Still got it backwards. Trump's success is what generated and sustained the coverage, not the reverse. That success was based on capitalizing on the public being fed up with the insiders, and the constant PC caving of milquetoast Republicans. His wealth, plus thirty years of positive celebrity branding, and his ability to consistently generate real news (even if by flap) made him
non-dependent on the media, or their approval.
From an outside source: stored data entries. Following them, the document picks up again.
//! Capture-session data model and decoder interface.
//!
//! The analysis engine consumes a [`CaptureSession`]: an ordered sequence of
//! snapshots, each carrying per-callstack counters and a page list, plus a
//! table of resolvable callstacks. [`JsonCapture`] is the bundled decoder for
//! JSON capture documents; binary decoders can plug in behind the same trait.
//!
//! Every fetch is fallible per unit — per snapshot, per page list, per
//! callstack — and the engine degrades gracefully around each failure rather
//! than aborting the run.

use serde::{Deserialize, Serialize};
use std::collections::HashMap;
use std::fmt;
use std::fs::File;
use std::io::{BufReader, Read};
use std::path::Path;
use thiserror::Error;

/// Errors surfaced by capture sessions.
#[derive(Error, Debug)]
pub enum CaptureError {
    #[error("IO error: {0}")]
    Io(#[from] std::io::Error),

    #[error("JSON parse error: {0}")]
    Json(#[from] serde_json::Error),

    #[error("invalid callstack table: {0}")]
    SymbolTable(String),

    #[error("no snapshot at index {0}")]
    NoSuchSnapshot(usize),

    #[error("no callstack with id {0}")]
    NoSuchCallstack(u64),
}

pub type Result<T> = std::result::Result<T, CaptureError>;

/// Outcome of reading a capture file. Any non-`Ok` status is fatal to the
/// run: no report is built from a capture that failed to unpack.
#[derive(Debug, Clone, PartialEq, Eq)]
pub enum ReadStatus {
    Ok,
    FailedUnpackingAllocsFile,
    FailedReadingSymbols,
    Fatal(String),
}

impl ReadStatus {
    pub fn is_ok(&self) -> bool {
        matches!(self, ReadStatus::Ok)
    }
}

impl fmt::Display for ReadStatus {
    fn fmt(&self, f: &mut fmt::Formatter<'_>) -> fmt::Result {
        match self {
            ReadStatus::Ok => write!(f, "ok"),
            ReadStatus::FailedUnpackingAllocsFile => {
                write!(f, "failed unpacking allocations file")
            }
            ReadStatus::FailedReadingSymbols => write!(f, "failed reading symbols"),
            ReadStatus::Fatal(message) => write!(f, "{}", message),
        }
    }
}

// ============================================================================
// Data model
// ============================================================================

/// A resolved callstack. Frames are stored innermost first; `symbols` and
/// `addresses` are parallel sequences and either may be empty.
#[derive(Debug, Clone, Default, PartialEq, Serialize, Deserialize)]
pub struct Callstack {
    #[serde(default)]
    pub symbols: Vec<String>,
    #[serde(default)]
    pub addresses: Vec<u64>,
}

/// One sampled allocation living on a page.
#[derive(Debug, Clone, Serialize, Deserialize)]
pub struct PageAllocation {
    pub size: u64,
    #[serde(default)]
    pub stack_id: u64,
}

/// An OS-level mapped memory region with aggregate usage and a bounded
/// sample of its allocations. Pages are accounted independently of the
/// per-callstack counters; their totals come from their own allocation list.
#[derive(Debug, Clone, Serialize, Deserialize)]
pub struct Page {
    pub address: u64,
    #[serde(default)]
    pub state: String,
    #[serde(default)]
    pub kind: String,
    #[serde(default)]
    pub protection: String,
    #[serde(default)]
    pub stack_id: u64,
    #[serde(default)]
    pub usage: u64,
    #[serde(default)]
    pub allocations: Vec<PageAllocation>,
}

impl Page {
    /// Total bytes across this page's own allocation records.
    pub fn allocated_total(&self) -> u64 {
        self.allocations.iter().map(|a| a.size).sum()
    }
}

/// Per-callstack counters reported by one snapshot: total bytes and a signed
/// allocation count. No per-allocation size distribution is available.
#[derive(Debug, Clone, Serialize, Deserialize)]
pub struct AllocationRecord {
    pub callstack_id: u64,
    pub bytes: u64,
    pub count: i64,
}

/// A point-in-time accounting record emitted by the decoder.
#[derive(Debug, Clone, Default, Serialize, Deserialize)]
pub struct SnapshotData {
    #[serde(default)]
    pub name: String,
    #[serde(default)]
    pub allocated_bytes: u64,
    #[serde(default)]
    pub reserved_bytes: u64,
    #[serde(default)]
    pub committed_bytes: u64,
    #[serde(default)]
    pub records: Vec<AllocationRecord>,
}

// ============================================================================
// Session interface
// ============================================================================

/// Decoder-side view of a capture session.
///
/// Snapshots are addressed by index and must be consumed strictly in index
/// order; the underlying session handle is not safe for concurrent access.
pub trait CaptureSession {
    fn session_name(&self) -> &str;

    fn snapshot_count(&self) -> usize;

    /// Fetch one snapshot's metadata and counter records.
    fn snapshot(&self, index: usize) -> Result<SnapshotData>;

    /// Fetch one snapshot's page list. Fallible independently of
    /// [`snapshot`](CaptureSession::snapshot).
    fn pages(&self, index: usize) -> Result<Vec<Page>>;

    /// Resolve a callstack id into its symbol and address sequences.
    fn callstack(&self, id: u64) -> Result<Callstack>;
}

// ============================================================================
// JSON capture decoder
// ============================================================================

/// Raw capture file structure.
#[derive(Debug, Default, Deserialize)]
struct CaptureDocument {
    #[serde(default)]
    session_name: String,
    #[serde(default)]
    snapshots: Vec<RawSnapshot>,
    /// Callstack table keyed by decimal id.
    #[serde(default)]
    callstacks: HashMap<String, Callstack>,
}

#[derive(Debug, Default, Deserialize)]
struct RawSnapshot {
    #[serde(default)]
    name: String,
    #[serde(default)]
    allocated_bytes: u64,
    #[serde(default)]
    reserved_bytes: u64,
    #[serde(default)]
    committed_bytes: u64,
    #[serde(default)]
    callstacks: Vec<AllocationRecord>,
    #[serde(default)]
    pages: Vec<Page>,
}

/// Capture session backed by a JSON capture document.
///
/// Lifecycle mirrors the decoder contract: construct, [`read`](Self::read) a
/// file (any non-`Ok` status aborts the run), optionally surface a symbol
/// warning via [`load_symbol_files`](Self::load_symbol_files), then hand the
/// session to [`analysis::analyze`](crate::analysis::analyze). The session
/// releases its resources on drop, on every exit path.
#[derive(Debug, Default)]
pub struct JsonCapture {
    session_name: String,
    snapshots: Vec<RawSnapshot>,
    callstacks: HashMap<u64, Callstack>,
}

impl JsonCapture {
    pub fn new() -> Self {
        Self::default()
    }

    /// Parse a capture document from a reader.
    pub fn parse<R: Read>(reader: R) -> Result<Self> {
        let doc: CaptureDocument = serde_json::from_reader(reader)?;

        let mut callstacks = HashMap::with_capacity(doc.callstacks.len());
        for (key, stack) in doc.callstacks {
            let id = key
                .parse::<u64>()
                .map_err(|_| CaptureError::SymbolTable(format!("bad callstack id '{}'", key)))?;
            callstacks.insert(id, stack);
        }

        Ok(Self {
            session_name: doc.session_name,
            snapshots: doc.snapshots,
            callstacks,
        })
    }

    /// Read and unpack a capture file.
    ///
    /// An unopenable file is fatal; a JSON decoding failure maps to
    /// [`ReadStatus::FailedUnpackingAllocsFile`] and a malformed callstack
    /// table to [`ReadStatus::FailedReadingSymbols`]. When the document does
    /// not name the session, the input file stem is used.
    pub fn read(&mut self, path: &Path) -> ReadStatus {
        let file = match File::open(path) {
            Ok(file) => file,
            Err(e) => {
                return ReadStatus::Fatal(format!("cannot open {}: {}", path.display(), e));
            }
        };

        match Self::parse(BufReader::new(file)) {
            Ok(mut capture) => {
                if capture.session_name.is_empty() {
                    capture.session_name = path
                        .file_stem()
                        .and_then(|s| s.to_str())
                        .unwrap_or("capture")
                        .to_string();
                }
                *self = capture;
                ReadStatus::Ok
            }
            Err(CaptureError::Json(_)) => ReadStatus::FailedUnpackingAllocsFile,
            Err(CaptureError::SymbolTable(_)) => ReadStatus::FailedReadingSymbols,
            Err(e) => ReadStatus::Fatal(e.to_string()),
        }
    }

    /// Sweep the callstack table for missing symbol data.
    ///
    /// Returns a warning when stacks carry raw addresses without symbol text;
    /// analysis proceeds either way, with address fallbacks in the reports.
    pub fn load_symbol_files(&self) -> Option<String> {
        let unsymbolized = self
            .callstacks
            .values()
            .filter(|c| c.symbols.is_empty() && !c.addresses.is_empty())
            .count();

        if unsymbolized > 0 {
            Some(format!("{} callstack(s) have no symbol data", unsymbolized))
        } else {
            None
        }
    }
}

impl CaptureSession for JsonCapture {
    fn session_name(&self) -> &str {
        &self.session_name
    }

    fn snapshot_count(&self) -> usize {
        self.snapshots.len()
    }

    fn snapshot(&self, index: usize) -> Result<SnapshotData> {
        let raw = self
            .snapshots
            .get(index)
            .ok_or(CaptureError::NoSuchSnapshot(index))?;

        Ok(SnapshotData {
            name: raw.name.clone(),
            allocated_bytes: raw.allocated_bytes,
            reserved_bytes: raw.reserved_bytes,
            committed_bytes: raw.committed_bytes,
            records: raw.callstacks.clone(),
        })
    }

    fn pages(&self, index: usize) -> Result<Vec<Page>> {
        let raw = self
            .snapshots
            .get(index)
            .ok_or(CaptureError::NoSuchSnapshot(index))?;

        Ok(raw.pages.clone())
    }

    fn callstack(&self, id: u64) -> Result<Callstack> {
        self.callstacks
            .get(&id)
            .cloned()
            .ok_or(CaptureError::NoSuchCallstack(id))
    }
}

#[cfg(test)]
mod tests {
    use super::*;
    use std::io::Cursor;

    const SAMPLE_CAPTURE: &str = r#"{
        "session_name": "myapp",
        "snapshots": [
            {
                "name": "startup",
                "allocated_bytes": 4096,
                "reserved_bytes": 8192,
                "committed_bytes": 6144,
                "callstacks": [
                    {"callstack_id": 1, "bytes": 1024, "count": 2}
                ],
                "pages": [
                    {
                        "address": 65536,
                        "state": "committed",
                        "kind": "private",
                        "protection": "rw",
                        "stack_id": 1,
                        "usage": 512,
                        "allocations": [
                            {"size": 256, "stack_id": 1},
                            {"size": 128, "stack_id": 1}
                        ]
                    }
                ]
            }
        ],
        "callstacks": {
            "1": {
                "symbols": ["Foo::alloc (foo.cpp(10))", "main (main.cpp(3))"],
                "addresses": [4096, 8192]
            }
        }
    }"#;

    #[test]
    fn parse_sample_capture() {
        let capture = JsonCapture::parse(Cursor::new(SAMPLE_CAPTURE)).unwrap();

        assert_eq!(capture.session_name(), "myapp");
        assert_eq!(capture.snapshot_count(), 1);

        let snapshot = capture.snapshot(0).unwrap();
        assert_eq!(snapshot.name, "startup");
        assert_eq!(snapshot.allocated_bytes, 4096);
        assert_eq!(snapshot.records.len(), 1);
        assert_eq!(snapshot.records[0].callstack_id, 1);
        assert_eq!(snapshot.records[0].bytes, 1024);
        assert_eq!(snapshot.records[0].count, 2);
    }

    #[test]
    fn pages_are_fetched_per_snapshot() {
        let capture = JsonCapture::parse(Cursor::new(SAMPLE_CAPTURE)).unwrap();

        let pages = capture.pages(0).unwrap();
        assert_eq!(pages.len(), 1);
        assert_eq!(pages[0].address, 65536);
        assert_eq!(pages[0].usage, 512);
        assert_eq!(pages[0].allocated_total(), 384);
    }

    #[test]
    fn callstack_lookup() {
        let capture = JsonCapture::parse(Cursor::new(SAMPLE_CAPTURE)).unwrap();

        let stack = capture.callstack(1).unwrap();
        assert_eq!(stack.symbols.len(), 2);
        assert_eq!(stack.addresses, vec![4096, 8192]);

        assert!(matches!(
            capture.callstack(99),
            Err(CaptureError::NoSuchCallstack(99))
        ));
    }

    #[test]
    fn missing_snapshot_index_is_an_error() {
        let capture = JsonCapture::parse(Cursor::new(SAMPLE_CAPTURE)).unwrap();

        assert!(matches!(
            capture.snapshot(5),
            Err(CaptureError::NoSuchSnapshot(5))
        ));
        assert!(matches!(
            capture.pages(5),
            Err(CaptureError::NoSuchSnapshot(5))
        ));
    }

    #[test]
    fn missing_fields_default() {
        let capture = JsonCapture::parse(Cursor::new(r#"{"snapshots": [{}]}"#)).unwrap();

        assert_eq!(capture.session_name(), "");
        let snapshot = capture.snapshot(0).unwrap();
        assert_eq!(snapshot.allocated_bytes, 0);
        assert!(snapshot.records.is_empty());
        assert!(capture.pages(0).unwrap().is_empty());
    }

    #[test]
    fn bad_callstack_key_is_a_symbol_table_error() {
        let input = r#"{"callstacks": {"not-a-number": {"symbols": [], "addresses": []}}}"#;
        let result = JsonCapture::parse(Cursor::new(input));

        assert!(matches!(result, Err(CaptureError::SymbolTable(_))));
    }

    #[test]
    fn load_symbol_files_warns_on_bare_addresses() {
        let input = r#"{
            "callstacks": {
                "1": {"symbols": [], "addresses": [4096]},
                "2": {"symbols": ["main (main.cpp(1))"], "addresses": [8192]}
            }
        }"#;
        let capture = JsonCapture::parse(Cursor::new(input)).unwrap();

        let warning = capture.load_symbol_files().unwrap();
        assert!(warning.contains("1 callstack"));
    }

    #[test]
    fn load_symbol_files_silent_when_symbolized() {
        let capture = JsonCapture::parse(Cursor::new(SAMPLE_CAPTURE)).unwrap();

        assert!(capture.load_symbol_files().is_none());
    }

    #[test]
    fn read_reports_fatal_for_missing_file() {
        let mut capture = JsonCapture::new();
        let status = capture.read(Path::new("/nonexistent/capture.mcap"));

        assert!(matches!(status, ReadStatus::Fatal(_)));
        assert!(!status.is_ok());
    }
}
By his having shown us the full model for succeeding, we can modify the formula by fielding wealthy-ish liberty candidates with an alpha bent, who have the resolve to fully confront the elite's dogmatic statist framing of issues on government and the cultural war.
So, 'making the world safe for democracy' was an excuse for imperialism, designed to make naked aggression palatable to the American public by making it seem as though we were doing people some kind of huge, Christian favor by bombing them and stealing their $#@!. And now you want me to embrace naked imperialism because Trump doesn't even make any excuses for it?
Except, of course, that we have got to eliminate a terror organization that we created, fund and arm?
You really are not paying attention. The trajectory of Trump's emerging policy on ISIS is about
defunding them, not imperialism. Below the surface, as pointed out earlier with the Antiwar.com quotes, Trump appears to be aware that the Obama/Hillary policy was to fund ISIS and other "rebels" in their ongoing quest to remove Assad, and play Sunni radicals against the Shiites in the Mideast. Invading and bombing Syria has been the
current Administration's intended goal of conquest, that Trump has
opposed.
One of Trump's advisers is former DIA head Gen. Michael
Snyder Flynn, who opposed this very policy of regime change
and imperialism. But this gets too complex to fit into a stump speech. So at rallies, he talks about defunding ISIS by taking the oil fields from them, while in office he'll defund ISIS by purging the State Department and Pentagon of the regime changers, and stopping payment on the checks and supplies going to them from the US government. But the policy remains fixed on
defunding ISIS, not more Mideast conquest.